This needs to be very mainstream; particularly bear in mind that Windows
users need a way to get to things. A browsable web repository is the
most generic and easy to use. Internally, you can use whatever you
want and export it to the web repository.

>8) coding standards
>
>8a*) functions don't change globals directly
>
>8b+) reduce use of /pattern/ {action} in favor of while(getline) loops
>inside functions
>
>8d+) use a[0] to store size of array

Gawk & Bell Labs awk support length(array), FWIW.

>8e+) require all "local" (see 8g) variable names be lower case (use '_'
>to separate words?)
>
>8f*) allow naming variables with some version of Hungarian notation
>
>8g*) require all function variables to be "localized" by including them
>in the function parameter list

You should have a separate section for uploads that don't follow your
coding standards, in order to be as inclusive as possible.

>9) define some standard macros (using m4)

I will reserve comments on this until the discussion period.

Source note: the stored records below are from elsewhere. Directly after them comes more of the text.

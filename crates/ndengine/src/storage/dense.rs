//! Dense storage backend.

use std::borrow::Cow;
use std::mem::size_of;

use crate::element::Element;
use crate::error::{ArrayError, Result};
use crate::shape::Shape;
use crate::slice::ResolvedSlice;
use crate::storage::{BackendKind, SharedBuffer, StorageBackend, gather};

/// Dense storage - one contiguous row-major buffer.
///
/// The buffer is a [`SharedBuffer`], so a reshape under copy-on-write can
/// alias it; the first write detaches.
#[derive(Debug, Clone, PartialEq)]
pub struct DenseBackend<T: Element> {
    shape: Shape,
    buffer: SharedBuffer<T>,
}

impl<T: Element> DenseBackend<T> {
    /// Create dense storage from row-major data.
    ///
    /// # Errors
    ///
    /// Returns [`ArrayError::LengthMismatch`] if `data.len() != shape.size()`.
    ///
    /// # Example
    ///
    /// ```
    /// use ndengine::Shape;
    /// use ndengine::storage::{DenseBackend, StorageBackend};
    ///
    /// let d = DenseBackend::from_vec(Shape::new(&[2, 2]), vec![1, 2, 3, 4]).unwrap();
    /// assert_eq!(d.get(&[1, 0]).unwrap(), 3);
    /// ```
    pub fn from_vec(shape: Shape, data: Vec<T>) -> Result<Self> {
        Self::from_shared(shape, SharedBuffer::new(data))
    }

    /// Dense storage filled with `value`.
    pub fn filled(shape: Shape, value: T) -> Self {
        let buffer = SharedBuffer::filled(shape.size(), value);
        Self { shape, buffer }
    }

    /// Wrap an existing (possibly shared) buffer.
    pub fn from_shared(shape: Shape, buffer: SharedBuffer<T>) -> Result<Self> {
        if buffer.len() != shape.size() {
            return Err(ArrayError::LengthMismatch {
                expected: shape.size(),
                actual: buffer.len(),
            });
        }
        Ok(Self { shape, buffer })
    }

    /// Underlying buffer.
    #[inline]
    pub fn buffer(&self) -> &SharedBuffer<T> {
        &self.buffer
    }

    #[inline]
    pub fn as_slice(&self) -> &[T] {
        self.buffer.as_slice()
    }

    fn check_flat(&self, flat: usize) -> Result<()> {
        if flat >= self.buffer.len() {
            return Err(ArrayError::FlatIndexOutOfRange {
                index: flat,
                size: self.buffer.len(),
            });
        }
        Ok(())
    }
}

impl<T: Element> StorageBackend<T> for DenseBackend<T> {
    fn kind(&self) -> BackendKind {
        BackendKind::Dense
    }

    fn shape(&self) -> &Shape {
        &self.shape
    }

    fn get_flat(&self, flat: usize) -> Result<T> {
        self.check_flat(flat)?;
        Ok(self.buffer.as_slice()[flat].clone())
    }

    fn set_flat(&mut self, flat: usize, value: T) -> Result<()> {
        self.check_flat(flat)?;
        self.buffer.make_mut()[flat] = value;
        Ok(())
    }

    fn flat_data(&self, copy: bool) -> Cow<'_, [T]> {
        if copy {
            Cow::Owned(self.buffer.as_slice().to_vec())
        } else {
            Cow::Borrowed(self.buffer.as_slice())
        }
    }

    fn slice(&self, resolved: &[ResolvedSlice]) -> Result<Box<dyn StorageBackend<T>>> {
        let data = self.buffer.as_slice();
        let (shape, values) = gather(&self.shape, resolved, |i| Ok(data[i].clone()))?;
        Ok(Box::new(DenseBackend::from_vec(shape, values)?))
    }

    fn clone_box(&self) -> Box<dyn StorageBackend<T>> {
        Box::new(Self {
            shape: self.shape.clone(),
            buffer: self.buffer.deep_clone(),
        })
    }

    fn memory_usage(&self) -> usize {
        self.buffer.len() * size_of::<T>()
    }

    fn shared_buffer(&self) -> Option<SharedBuffer<T>> {
        Some(self.buffer.clone())
    }
}
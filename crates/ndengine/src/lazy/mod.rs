//! Deferred element-wise computation.
//!
//! ```text
//! LazyNdArray
//! ├── op: LazyOp                       element-wise recipe
//! │   ├── Map    { source, f }
//! │   ├── Binary { left, right, op }
//! │   └── Scalar { source, scalar, op }
//! └── materialized: Option<NdArray>    set once, never cleared
//! ```
//!
//! Sources are snapshots of concrete arrays or other lazy arrays. Element
//! functions return [`Result`](crate::Result), so a failure inside one (for
//! example an integer division by zero) surfaces only when the offending
//! element is evaluated.
//!
//! [`LazyNdArray::optimize`] collapses chains of maps into one node. Binary
//! and scalar nodes optimize their children but are never fused.

mod array;
mod op;

pub use array::LazyNdArray;
pub use op::{BinaryFn, LazyOp, LazySource, UnaryFn};
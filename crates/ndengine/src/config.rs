//! Array construction configuration.

use std::fmt;
use std::sync::Arc;

use crate::element::Element;
use crate::error::Result;
use crate::shape::Shape;
use crate::storage::{BackendSelector, DefaultSelector, InitialData, StorageBackend};

/// Configuration injected into every array at construction.
///
/// Holds the backend selection strategy and the aliasing policy for
/// `reshape`. Arrays carry their config, so derived arrays (slices, maps,
/// reshapes) are built with the same policy. There is no global default
/// beyond [`ArrayConfig::default`].
///
/// With `copy_on_write = true` (the default) a reshape of a dense array
/// aliases the source buffer; the first write to either side copies it.
/// With `copy_on_write = false` every reshape copies.
///
/// # Example
///
/// ```
/// use std::sync::Arc;
/// use ndengine::{ArrayConfig, NdArray};
/// use ndengine::storage::{BackendKind, FixedSelector};
///
/// let config = ArrayConfig::default()
///     .with_selector(Arc::new(FixedSelector::new(BackendKind::Sparse)))
///     .with_copy_on_write(false);
/// let a: NdArray<f64> = NdArray::zeros_with_config(&[100, 100], config).unwrap();
/// assert_eq!(a.backend_kind(), BackendKind::Sparse);
/// ```
pub struct ArrayConfig<T: Element> {
    selector: Arc<dyn BackendSelector<T>>,
    copy_on_write: bool,
}

impl<T: Element> ArrayConfig<T> {
    /// Config using `selector` and copy-on-write reshapes.
    pub fn new(selector: Arc<dyn BackendSelector<T>>) -> Self {
        Self {
            selector,
            copy_on_write: true,
        }
    }

    pub fn with_selector(mut self, selector: Arc<dyn BackendSelector<T>>) -> Self {
        self.selector = selector;
        self
    }

    pub fn with_copy_on_write(mut self, copy_on_write: bool) -> Self {
        self.copy_on_write = copy_on_write;
        self
    }

    /// Whether reshape may alias the source buffer.
    pub fn copy_on_write(&self) -> bool {
        self.copy_on_write
    }

    /// The injected selection strategy.
    pub fn selector(&self) -> &Arc<dyn BackendSelector<T>> {
        &self.selector
    }

    /// Build storage for `shape` through the injected strategy.
    pub fn select_backend(
        &self,
        shape: Shape,
        initial: InitialData<T>,
    ) -> Result<Box<dyn StorageBackend<T>>> {
        self.selector.select_backend(shape, initial)
    }
}

impl<T: Element> Default for ArrayConfig<T> {
    fn default() -> Self {
        Self::new(Arc::new(DefaultSelector::default()))
    }
}

impl<T: Element> Clone for ArrayConfig<T> {
    fn clone(&self) -> Self {
        Self {
            selector: Arc::clone(&self.selector),
            copy_on_write: self.copy_on_write,
        }
    }
}

impl<T: Element> fmt::Debug for ArrayConfig<T> {
    fn fmt(&self, f: &mut fmt::Formatter<'_>) -> fmt::Result {
        f.debug_struct("ArrayConfig")
            .field("selector", &self.selector)
            .field("copy_on_write", &self.copy_on_write)
            .finish()
    }
}
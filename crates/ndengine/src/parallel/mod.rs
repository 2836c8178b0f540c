//! Chunked parallel processing.
//!
//! ```text
//! divide_into_chunks ──► [Chunk 0][Chunk 1]...[Chunk n]
//!                           │ ChunkPayload (copied data, shape, config)
//!                           ▼
//!        worker pool, batches of at most `max_workers`
//!                           │ results indexed by submission order
//!                           ▼
//!              combiner / concatenate_chunks
//! ```
//!
//! Workers never see the source array: each receives an owned copy of its
//! chunk plus a shared reference to the processor. A chunk whose worker
//! cannot run it (pool unavailable, worker panic) is retried synchronously on
//! the calling thread, with a warning logged. An `Err` returned by the
//! processor is a logic error and propagates unchanged.

mod chunks;
mod dispatch;

pub use chunks::{ChunkPayload, concatenate_chunks, divide_into_chunks};
pub use dispatch::{ChunkDispatcher, parallel_map, parallel_sum};
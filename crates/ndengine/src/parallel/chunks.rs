//! Chunk splitting, worker payloads and reassembly.

use std::borrow::Borrow;

use crate::array::{Chunk, NdArray, concatenate};
use crate::config::ArrayConfig;
use crate::element::Element;
use crate::error::Result;
use crate::shape::Shape;

/// Split `array` into ordered, non-overlapping chunks along `axis`.
///
/// Every chunk holds `chunk_size` positions except possibly the last; the
/// chunks cover `[0, axis_len)` exactly.
///
/// # Errors
///
/// Returns an `InvalidArgument`-kind error for `axis >= ndim` or
/// `chunk_size == 0`.
///
/// # Example
///
/// ```
/// use ndengine::NdArray;
/// use ndengine::parallel::divide_into_chunks;
///
/// let a = NdArray::from_flat((0..14).collect(), &[7, 2]).unwrap();
/// let chunks = divide_into_chunks(&a, 0, 3).unwrap();
/// let starts: Vec<usize> = chunks.iter().map(|c| c.start).collect();
/// assert_eq!(starts, vec![0, 3, 6]);
/// assert_eq!(chunks[2].array.dims(), &[1, 2]);
/// ```
pub fn divide_into_chunks<T: Element>(
    array: &NdArray<T>,
    axis: usize,
    chunk_size: usize,
) -> Result<Vec<Chunk<T>>> {
    array.axis_chunks(axis, chunk_size)?.collect()
}

/// Reassemble per-chunk outputs along `axis`, in order.
///
/// The outputs must agree on every dimension except `axis`; matching the
/// shape a caller expects is the processor's responsibility.
pub fn concatenate_chunks<T, A>(outputs: &[A], axis: usize) -> Result<NdArray<T>>
where
    T: Element,
    A: Borrow<NdArray<T>>,
{
    concatenate(outputs, axis)
}

/// Owned copy of one chunk, shipped to a worker.
///
/// Holds no reference into the source data. The config travels with it so
/// the rebuilt chunk uses the source's backend selection.
#[derive(Debug, Clone)]
pub struct ChunkPayload<T: Element> {
    pub data: Vec<T>,
    pub shape: Shape,
    pub config: ArrayConfig<T>,
}

impl<T: Element> ChunkPayload<T> {
    pub fn from_chunk(chunk: &Chunk<T>) -> Self {
        Self {
            data: chunk.array.to_flat_vec(),
            shape: chunk.array.shape().clone(),
            config: chunk.array.config().clone(),
        }
    }

    /// Rebuild the chunk as a standalone array.
    ///
    /// # Errors
    ///
    /// A `ShapeMismatch`-kind error if `data` does not fill `shape`.
    pub fn into_array(self) -> Result<NdArray<T>> {
        NdArray::from_flat_with_config(self.data, self.shape.dims(), self.config)
    }
}

#[cfg(test)]
mod tests {
    use super::*;
    use crate::error::ErrorKind;
    use crate::storage::{BackendKind, FixedSelector};
    use std::sync::Arc;

    #[test]
    fn test_chunks_are_ordered_and_cover() {
        let a = NdArray::from_flat((0..30).collect(), &[3, 10]).unwrap();
        let chunks = divide_into_chunks(&a, 1, 4).unwrap();
        let spans: Vec<(usize, usize)> = chunks.iter().map(|c| (c.start, c.len)).collect();
        assert_eq!(spans, vec![(0, 4), (4, 4), (8, 2)]);
        assert!(chunks.iter().all(|c| c.axis == 1));
    }

    #[test]
    fn test_identity_round_trip() {
        let a = NdArray::from_flat((0..30).collect(), &[3, 10]).unwrap();
        for axis in 0..2 {
            let chunks = divide_into_chunks(&a, axis, 4).unwrap();
            let arrays: Vec<NdArray<i32>> = chunks.into_iter().map(|c| c.array).collect();
            assert_eq!(concatenate_chunks(&arrays, axis).unwrap(), a);
        }
    }

    #[test]
    fn test_invalid_split() {
        let a = NdArray::from_vec(vec![1, 2, 3]).unwrap();
        assert_eq!(divide_into_chunks(&a, 1, 2).unwrap_err().kind(), ErrorKind::InvalidArgument);
        assert_eq!(divide_into_chunks(&a, 0, 0).unwrap_err().kind(), ErrorKind::InvalidArgument);
    }

    #[test]
    fn test_payload_round_trip() {
        let a = NdArray::from_flat((0..6).collect(), &[3, 2]).unwrap();
        let chunk = divide_into_chunks(&a, 0, 2).unwrap().remove(1);
        let payload = ChunkPayload::from_chunk(&chunk);
        assert_eq!(payload.data, vec![4, 5]);
        assert_eq!(payload.into_array().unwrap(), chunk.array);
    }

    #[test]
    fn test_payload_keeps_backend_selection() {
        let config = ArrayConfig::default().with_selector(Arc::new(FixedSelector::new(BackendKind::Sparse)));
        let a = NdArray::from_flat_with_config((0..12).collect::<Vec<i32>>(), &[4, 3], config).unwrap();
        let chunk = divide_into_chunks(&a, 0, 3).unwrap().remove(0);
        let rebuilt = ChunkPayload::from_chunk(&chunk).into_array().unwrap();
        assert_eq!(rebuilt.backend_kind(), BackendKind::Sparse);
        assert_eq!(rebuilt, chunk.array);
    }

    #[test]
    fn test_malformed_payload_is_rejected() {
        let payload = ChunkPayload {
            data: vec![1, 2, 3],
            shape: Shape::new(&[2, 2]),
            config: ArrayConfig::default(),
        };
        assert_eq!(payload.into_array().unwrap_err().kind(), ErrorKind::ShapeMismatch);
    }
}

>10) Label for a collection of functions
>
>10a*) package
>10b*) module
>10c+) gem

"Collection". :-)

This is a great initiative, I really hope it bears fruit!

Thanks,

Arnold
--
Aharon (Arnold) Robbins arnold AT skeeve DOT com
P.O. Box 354 Home Phone: +972 8 979-0381
Nof Ayalon Cell Phone: +972 50 729-7545
D.N. Shimshon 99785 ISRAEL

Manel Collado

unread,
Jan 4, 2009, 10:59:44 AM1/4/09
to
jh escribió:

> Tim Menzies and I have been talking about an AWK code library system.
> ...

> 0) Repository name?
>
> 0a+) planetawk
> 0b) libawk
> 0c) address of the repository must be in the domain name that
> corresponds to the chosen name
> 0d) address of the repository may be <repository name>.<name of hosting
> service> or <hosting service full domain name>/<repository name>

CAWKAN, for analogy with CPAN (Perl), CTAN (Tex).

--
Manuel Collado - http://lml.ls.fi.upm.es/~mcollado

Ed Morton

unread,
Jan 6, 2009, 10:08:51 AM1/6/09
to
On Dec 30 2008, 9:21 pm, jh <jh...@mail.avcnet.org> wrote:
<snip>

> 8) coding standards
>
> 8a*) functions don't change globals directly

It's sometimes useful/necessary for functions to change globals
directly. A better coding standard to adopt would be one that
identifies globals so when we see a variable being modified in a
function and that variable isn't included in the function argument
list, we can tell if it's deliberate or a bug. For example:

foo( i) {
for (i=1;i<=10;i++) {
Things[i] = "x"
stuff[i] = "y"
}
}

If we adopt the convention that all globals start with an upper case
letter (there may be better alternatives), we can see immediately that
"Things" is global so it's use above is OK but "stuff" was intended to
be local so it should've been listed as a function argument.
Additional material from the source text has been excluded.